ZOOKEEPER-4925: Fix data loss due to propagation of discontinuous committedLog
There are two variants of ZooKeeperServer::processTxn. Those two variants diverge significantly since ZOOKEEPER-3484. processTxn(Request request) pops outstanding change from outstandingChanges and adds txn to committedLog for follower to sync in addition to what processTxn(TxnHeader hdr, Record txn) does. The Learner uses processTxn(TxnHeader hdr, Record txn) to commit txn to memory after ZOOKEEPER-4394, which means it leaves committedLog untouched in SYNCHRONIZATION phase.
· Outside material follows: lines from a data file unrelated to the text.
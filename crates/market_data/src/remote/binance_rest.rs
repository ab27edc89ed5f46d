use std::time::Duration;

use async_trait::async_trait;
use reqwest::Client;
use serde_json::Value;

use crate::error::FeedError;
use crate::remote::ticker_response::TickerPriceResponse;
use crate::traits::PriceSource;

const DEFAULT_BASE_URL: &str = "https://api.binance.com";
const USER_AGENT: &str = "market_signal_bot/0.1.0";

fn build_client() -> Client {
    Client::builder()
        .user_agent(USER_AGENT)
        .timeout(Duration::from_secs(10))
        .build()
        .expect("Failed to build HTTP client.")
}

/// Spot last price via `/api/v3/ticker/price`.
pub struct BinanceTickerSource {
    client: Client,
    base_url: String,
    symbol: String,
}

impl BinanceTickerSource {
    pub fn new(symbol: &str) -> Self {
        Self {
            client: build_client(),
            base_url: DEFAULT_BASE_URL.to_string(),
            symbol: symbol.to_uppercase(),
        }
    }
}

#[async_trait]
impl PriceSource for BinanceTickerSource {
    fn name(&self) -> &'static str {
        "binance-ticker"
    }

    async fn fetch_price(&self) -> Result<f64, FeedError> {
        let url = format!("{}/api/v3/ticker/price", self.base_url);
        let resp = self
            .client
            .get(&url)
            .query(&[("symbol", self.symbol.as_str())])
            .send()
            .await?;

        let status = resp.status();
        if !status.is_success() {
            return Err(FeedError::Transient(format!("HTTP {status}")));
        }

        let ticker = resp.json::<TickerPriceResponse>().await?;
        ticker.price()
    }
}

/// Last close via `/api/v3/klines?limit=1`, the OHLCV flavour of the same
/// feed. One candle per poll.
pub struct BinanceKlineSource {
    client: Client,
    base_url: String,
    symbol: String,
    interval: String,
}

impl BinanceKlineSource {
    pub fn new(symbol: &str, interval: &str) -> Self {
        Self {
            client: build_client(),
            base_url: DEFAULT_BASE_URL.to_string(),
            symbol: symbol.to_uppercase(),
            interval: interval.to_string(),
        }
    }
}

#[async_trait]
impl PriceSource for BinanceKlineSource {
    fn name(&self) -> &'static str {
        "binance-klines"
    }

    async fn fetch_price(&self) -> Result<f64, FeedError> {
        let url = format!("{}/api/v3/klines", self.base_url);
        let resp = self
            .client
            .get(&url)
            .query(&[
                ("symbol", self.symbol.as_str()),
                ("interval", self.interval.as_str()),
                ("limit", "1"),
            ])
            .send()
            .await?;

        let status = resp.status();
        if !status.is_success() {
            return Err(FeedError::Transient(format!("HTTP {status}")));
        }

        let rows = resp.json::<Vec<Vec<Value>>>().await?;
        parse_kline_close(&rows)
    }
}

/// Pulls the close price out of a klines response. Rows are positional
/// arrays; index 4 is the close, encoded as a string.
fn parse_kline_close(rows: &[Vec<Value>]) -> Result<f64, FeedError> {
    let row = rows
        .last()
        .ok_or_else(|| FeedError::Malformed("empty klines response".to_string()))?;
    let close = row
        .get(4)
        .and_then(Value::as_str)
        .ok_or_else(|| FeedError::Malformed("missing close field in kline row".to_string()))?;
    close
        .parse()
        .map_err(|_| FeedError::Malformed(format!("unparseable close: {close}")))
}

#[cfg(test)]
mod tests {
    use super::*;
    use serde_json::json;

    fn rows(value: Value) -> Vec<Vec<Value>> {
        serde_json::from_value(value).unwrap()
    }

    #[test]
    fn close_comes_from_the_last_row() {
        let rows = rows(json!([
            [1000, "1.0", "2.0", "0.5", "1.5", "10.0", 1059, "15.0", 3, "5.0", "7.5", "0"],
            [1060, "1.5", "2.5", "1.0", "2.0", "11.0", 1119, "22.0", 4, "6.0", "12.0", "0"]
        ]));
        assert_eq!(parse_kline_close(&rows).unwrap(), 2.0);
    }

    #[test]
    fn empty_response_is_malformed() {
        assert!(matches!(
            parse_kline_close(&[]),
            Err(FeedError::Malformed(_))
        ));
    }

    #[test]
    fn numeric_close_field_is_malformed() {
        // Binance encodes prices as strings; a bare number means a schema
        // change we refuse to guess about.
        let rows = rows(json!([[1000, "1.0", "2.0", "0.5", 1.5, "10.0"]]));
        assert!(matches!(
            parse_kline_close(&rows),
            Err(FeedError::Malformed(_))
        ));
    }
}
This way, a stale follower will have hole in its committedLog after joining cluster. The stale follower will propagate the in memory hole to other stale nodes after becoming leader. This causes data loss.
The test case fails on master and 3.9.3, and passes on 3.9.2. So only 3.9.3 is affected.
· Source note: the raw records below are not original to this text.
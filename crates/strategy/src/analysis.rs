use chrono::Local;
use ta::Next;
use ta::indicators::RelativeStrengthIndex;
use tracing::trace;

use common::models::{MarketSnapshot, RSI_PERIOD, Trend};

/// Feeds one price into the snapshot's rolling close window and refreshes the
/// derived fields.
///
/// The window is a bounded FIFO of `RSI_PERIOD` closes. RSI and the trend
/// flag are only recomputed once the window is full; before that the RSI
/// stays `None` and is rendered as "Calculating...".
pub fn observe(snapshot: &mut MarketSnapshot, price: f64) {
    snapshot.price = price;

    snapshot.closes.push_back(price);
    if snapshot.closes.len() > RSI_PERIOD {
        snapshot.closes.pop_front();
    }

    if snapshot.closes.len() == RSI_PERIOD {
        snapshot.rsi = Some(rsi_over_window(snapshot.closes.iter().copied()));
        // Crude two-point heuristic: current close against the
        // second-to-last entry of the full window. Not a moving-average
        // cross.
        snapshot.trend = if price > snapshot.closes[RSI_PERIOD - 2] {
            Trend::Up
        } else {
            Trend::Down
        };
    }

    snapshot.updated_at = Local::now();
    trace!(
        "{} observed: {} | RSI {:?}",
        snapshot.symbol.display_name(),
        price,
        snapshot.rsi
    );
}

/// RSI over the whole window, recomputed from scratch on every call. A fresh
/// indicator instance means the window itself is the only smoothing carried
/// between updates.
fn rsi_over_window(closes: impl Iterator<Item = f64>) -> f64 {
    let mut rsi = RelativeStrengthIndex::new(RSI_PERIOD).unwrap();
    let mut last = 50.0;
    for close in closes {
        last = rsi.next(close);
    }
    last
}

#[cfg(test)]
mod tests {
    use super::*;
    use common::models::Symbol;

    fn snapshot_after(prices: impl IntoIterator<Item = f64>) -> MarketSnapshot {
        let mut snapshot = MarketSnapshot::new(Symbol::Btc);
        for price in prices {
            observe(&mut snapshot, price);
        }
        snapshot
    }

    #[test]
    fn window_is_bounded_and_keeps_arrival_order() {
        let snapshot = snapshot_after((1..=20).map(f64::from));
        assert_eq!(snapshot.closes.len(), RSI_PERIOD);
        let expected: Vec<f64> = (7..=20).map(f64::from).collect();
        let actual: Vec<f64> = snapshot.closes.iter().copied().collect();
        assert_eq!(actual, expected);
        assert_eq!(snapshot.price, 20.0);
    }

    #[test]
    fn rsi_is_unset_until_the_window_fills() {
        let mut snapshot = MarketSnapshot::new(Symbol::Xau);
        for i in 1..RSI_PERIOD {
            observe(&mut snapshot, i as f64);
            assert_eq!(snapshot.rsi, None, "unset at {} observations", i);
            assert_eq!(snapshot.trend, Trend::Sideways);
        }
        observe(&mut snapshot, RSI_PERIOD as f64);
        assert!(snapshot.rsi.is_some());
    }

    #[test]
    fn rsi_stays_in_range_once_computed() {
        let mut snapshot = MarketSnapshot::new(Symbol::Btc);
        for i in 0..50 {
            observe(&mut snapshot, 100.0 + ((i * 37) % 11) as f64);
            if let Some(rsi) = snapshot.rsi {
                assert!((0.0..=100.0).contains(&rsi), "RSI out of range: {rsi}");
            }
        }
    }

    #[test]
    fn monotone_rise_pushes_rsi_toward_100_and_trend_up() {
        let snapshot = snapshot_after((1..=30).map(f64::from));
        assert!(snapshot.rsi.unwrap() > 90.0);
        assert_eq!(snapshot.trend, Trend::Up);
    }

    #[test]
    fn monotone_fall_pushes_rsi_toward_0_and_trend_down() {
        let snapshot = snapshot_after((1..=30).rev().map(f64::from));
        assert!(snapshot.rsi.unwrap() < 10.0);
        assert_eq!(snapshot.trend, Trend::Down);
    }

    #[test]
    fn equal_comparison_point_counts_as_down() {
        // Flat window: price is never strictly greater than closes[12].
        let snapshot = snapshot_after(std::iter::repeat(42.0).take(RSI_PERIOD));
        assert_eq!(snapshot.trend, Trend::Down);
    }
}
This commit drops processTxn(TxnHeader hdr, Record txn) as processTxn(Request request) is capable in SYNCHRONIZATION phase too.
Also, this commit rejects discontinuous proposals in syncWithLeader and committedLog, so to avoid possible data loss.
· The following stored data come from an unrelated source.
use dotenvy::dotenv;
use teloxide::Bot;
use tokio::sync::{mpsc, watch};
use tokio::task::JoinHandle;
use tracing::{debug, info};

use common::config::{Config, FeedMode, PollSource};
use common::logger;
use common::models::{PriceUpdate, Symbol};
use market_data::remote::{BinanceKlineSource, BinanceTickerSource, GoldApiSource};
use market_data::services::{FailurePolicy, MockService, PollService, StreamService};

mod services;
mod state;

const UPDATE_CHANNEL_CAPACITY: usize = 1024;

#[tokio::main]
async fn main() -> anyhow::Result<()> {
    logger::setup_logger();
    dotenv().ok();
    debug!("System starting up...");

    let config = Config::from_env()?;
    let state = state::new_shared_state();

    let (update_tx, update_rx) = mpsc::channel::<PriceUpdate>(UPDATE_CHANNEL_CAPACITY);
    let (shutdown_tx, shutdown_rx) = watch::channel(false);

    let feed_handles = spawn_feeds(&config, update_tx, shutdown_rx);
    let ingest_handle = tokio::spawn(services::ingest_service::run(state.clone(), update_rx));

    let bot = Bot::new(config.telegram_token.clone());
    services::telegram_service::run(bot, state, config).await;

    // Dispatcher returned (ctrl-c); flip the watch and wait for the feed
    // loops to wind down. Once every feed sender is gone the ingest task
    // drains and stops too.
    info!("Shutting down feed tasks");
    let _ = shutdown_tx.send(true);
    for handle in feed_handles {
        let _ = handle.await;
    }
    let _ = ingest_handle.await;

    Ok(())
}

fn spawn_feeds(
    config: &Config,
    update_tx: mpsc::Sender<PriceUpdate>,
    shutdown_rx: watch::Receiver<bool>,
) -> Vec<JoinHandle<()>> {
    match config.feed_mode {
        FeedMode::Stream => {
            vec![tokio::spawn(
                StreamService::new(Symbol::all().to_vec(), update_tx, shutdown_rx).run(),
            )]
        }
        FeedMode::Poll => {
            // The poll feeds keep the hard-coded fallback constants they have
            // always had; the stream feed preserves stale state instead.
            let btc_policy = FailurePolicy::Fallback(Symbol::Btc.fallback_price());
            let xau_policy = FailurePolicy::Fallback(Symbol::Xau.fallback_price());
            let btc_handle = match config.poll_source {
                PollSource::Ticker => tokio::spawn(
                    PollService::new(
                        Symbol::Btc,
                        BinanceTickerSource::new("BTCUSDT"),
                        btc_policy,
                        config.poll_interval,
                        update_tx.clone(),
                        shutdown_rx.clone(),
                    )
                    .run(),
                ),
                PollSource::Klines => tokio::spawn(
                    PollService::new(
                        Symbol::Btc,
                        BinanceKlineSource::new("BTCUSDT", "1m"),
                        btc_policy,
                        config.poll_interval,
                        update_tx.clone(),
                        shutdown_rx.clone(),
                    )
                    .run(),
                ),
            };

            let xau_handle = match &config.gold_api_key {
                Some(api_key) => tokio::spawn(
                    PollService::new(
                        Symbol::Xau,
                        GoldApiSource::new(api_key),
                        xau_policy,
                        config.poll_interval,
                        update_tx,
                        shutdown_rx,
                    )
                    .run(),
                ),
                None => {
                    info!("GOLD_API_KEY not set, gold prices come from the Binance ticker");
                    tokio::spawn(
                        PollService::new(
                            Symbol::Xau,
                            BinanceTickerSource::new("XAUUSDT"),
                            xau_policy,
                            config.poll_interval,
                            update_tx,
                            shutdown_rx,
                        )
                        .run(),
                    )
                }
            };

            vec![btc_handle, xau_handle]
        }
        FeedMode::Mock => {
            let prices = Symbol::all()
                .into_iter()
                .map(|symbol| (symbol, symbol.fallback_price()))
                .collect();
            vec![tokio::spawn(MockService::new(prices, update_tx).run())]
        }
    }
}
Refs: ZOOKEEPER-4925, ZOOKEEPER-4394, ZOOKEEPER-3484
Reviewers: li4wang Author: kezhuw Closes #2254 from kezhuw/ZOOKEEPER-4925-fix-data-loss
(cherry picked from commit e5dd60bf0512ccc1e090d99410a8da48623219da)
This is the 3.9.4 backport of #2254. I have backported it to branch-3.9. cc @tisonkun
You might want to rebase the patch to re-trigger the failing tests.